Top of Records supplied

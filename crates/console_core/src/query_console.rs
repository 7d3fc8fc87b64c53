//! Query/upload workflow for one namespace session.

use std::sync::Arc;

use shared::domain::{InstanceId, TtlFile};
use tokio::sync::Mutex;

use crate::{
    async_op::AsyncOperation,
    gateway::InstanceGateway,
    notify::NotificationSink,
    results::{parse_query_results, QueryRow},
};

/// Session machine: `Closed -> QueryInput -> {DisplayingResults | QueryInput}`.
/// The upload path never passes through result display.
#[derive(Debug, Clone, PartialEq, Eq)]
pub enum SessionState {
    Closed,
    QueryInput,
    DisplayingResults(Vec<QueryRow>),
}

#[derive(Debug, Default)]
struct ConsoleState {
    session: SessionStateSlot,
    staged_file: Option<TtlFile>,
}

#[derive(Debug, Default)]
enum SessionStateSlot {
    #[default]
    Closed,
    QueryInput,
    DisplayingResults(Vec<QueryRow>),
}

impl SessionStateSlot {
    fn as_public(&self) -> SessionState {
        match self {
            SessionStateSlot::Closed => SessionState::Closed,
            SessionStateSlot::QueryInput => SessionState::QueryInput,
            SessionStateSlot::DisplayingResults(rows) => {
                SessionState::DisplayingResults(rows.clone())
            }
        }
    }
}

pub struct NamespaceQueryConsole {
    instance_id: InstanceId,
    namespace: String,
    gateway: Arc<dyn InstanceGateway>,
    notifier: Arc<dyn NotificationSink>,
    state: Mutex<ConsoleState>,
    query_op: AsyncOperation<Vec<QueryRow>>,
    upload_op: AsyncOperation<()>,
}

impl NamespaceQueryConsole {
    pub fn new(
        instance_id: InstanceId,
        namespace: impl Into<String>,
        gateway: Arc<dyn InstanceGateway>,
        notifier: Arc<dyn NotificationSink>,
    ) -> Self {
        Self {
            instance_id,
            namespace: namespace.into(),
            gateway,
            notifier,
            state: Mutex::new(ConsoleState::default()),
            query_op: AsyncOperation::new(),
            upload_op: AsyncOperation::new(),
        }
    }

    pub fn namespace(&self) -> &str {
        &self.namespace
    }

    pub async fn session(&self) -> SessionState {
        self.state.lock().await.session.as_public()
    }

    /// Opens a fresh session with empty staging.
    pub async fn open(&self) {
        let mut state = self.state.lock().await;
        state.session = SessionStateSlot::QueryInput;
        state.staged_file = None;
    }

    /// Explicit close or backdrop dismissal: results are discarded and
    /// staging resets. Nothing is cached across sessions.
    pub async fn close(&self) {
        let mut state = self.state.lock().await;
        state.session = SessionStateSlot::Closed;
        state.staged_file = None;
    }

    pub async fn stage_file(&self, file: TtlFile) {
        self.state.lock().await.staged_file = Some(file);
    }

    pub async fn staged_file(&self) -> Option<TtlFile> {
        self.state.lock().await.staged_file.clone()
    }

    /// Runs the query and replaces any displayed results. Empty text is
    /// a no-op; a zero-row response keeps the session on the input form
    /// with an informational notification; failures are always reported
    /// and never change the session state.
    pub async fn submit_query(&self, text: &str) {
        let query = text.trim();
        if query.is_empty() {
            tracing::debug!(namespace = %self.namespace, "empty query ignored");
            return;
        }
        {
            let mut state = self.state.lock().await;
            match state.session {
                SessionStateSlot::Closed => {
                    tracing::debug!(namespace = %self.namespace, "query submitted on a closed session");
                    return;
                }
                // A resubmission discards whatever was on display.
                SessionStateSlot::DisplayingResults(_) => {
                    state.session = SessionStateSlot::QueryInput;
                }
                SessionStateSlot::QueryInput => {}
            }
        }

        let gateway = Arc::clone(&self.gateway);
        let id = self.instance_id;
        let namespace = self.namespace.clone();
        let query = query.to_string();
        let outcome = self
            .query_op
            .run(async move {
                let xml = gateway.run_query(id, &namespace, &query).await?;
                parse_query_results(&xml)
            })
            .await;

        match outcome {
            // A newer submission or a teardown superseded this query;
            // its rows must never reach the display.
            None => {
                tracing::debug!(namespace = %self.namespace, "stale query completion discarded");
            }
            Some(Ok(rows)) if rows.is_empty() => {
                self.notifier.notify_info("Query returned no data");
            }
            Some(Ok(rows)) => {
                let mut state = self.state.lock().await;
                state.session = SessionStateSlot::DisplayingResults(rows);
                self.notifier.notify_success("Query executed successfully");
            }
            Some(Err(err)) => {
                self.notifier.notify_error(&format!("Error running query: {err}"));
            }
        }
    }

    /// Uploads the staged TTL file. Success clears the staging and
    /// closes the session; failure leaves both in place for a retry.
    pub async fn submit_upload(&self) {
        let Some(file) = self.state.lock().await.staged_file.take() else {
            tracing::debug!(namespace = %self.namespace, "upload submitted with no staged file");
            return;
        };

        let gateway = Arc::clone(&self.gateway);
        let id = self.instance_id;
        let namespace = self.namespace.clone();
        let retry_copy = file.clone();
        let outcome = self
            .upload_op
            .run(async move { gateway.upload_ttl(id, &namespace, file).await })
            .await;

        match outcome {
            None => {
                tracing::debug!(namespace = %self.namespace, "stale upload completion discarded");
            }
            Some(Ok(())) => {
                let mut state = self.state.lock().await;
                state.session = SessionStateSlot::Closed;
                state.staged_file = None;
                self.notifier.notify_success("File uploaded successfully");
            }
            Some(Err(err)) => {
                self.state.lock().await.staged_file = Some(retry_copy);
                self.notifier.notify_error(&format!("Error uploading file: {err}"));
            }
        }
    }

    pub async fn retire(&self) {
        self.query_op.retire().await;
        self.upload_op.retire().await;
    }
}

Bottom of Records supplied

[Task brief] Among the lines above, which contain the word "AsyncOperation"? Copy every one.

[Result below]
    async_op::AsyncOperation,
    query_op: AsyncOperation<Vec<QueryRow>>,
    upload_op: AsyncOperation<()>,
            query_op: AsyncOperation::new(),
            upload_op: AsyncOperation::new(),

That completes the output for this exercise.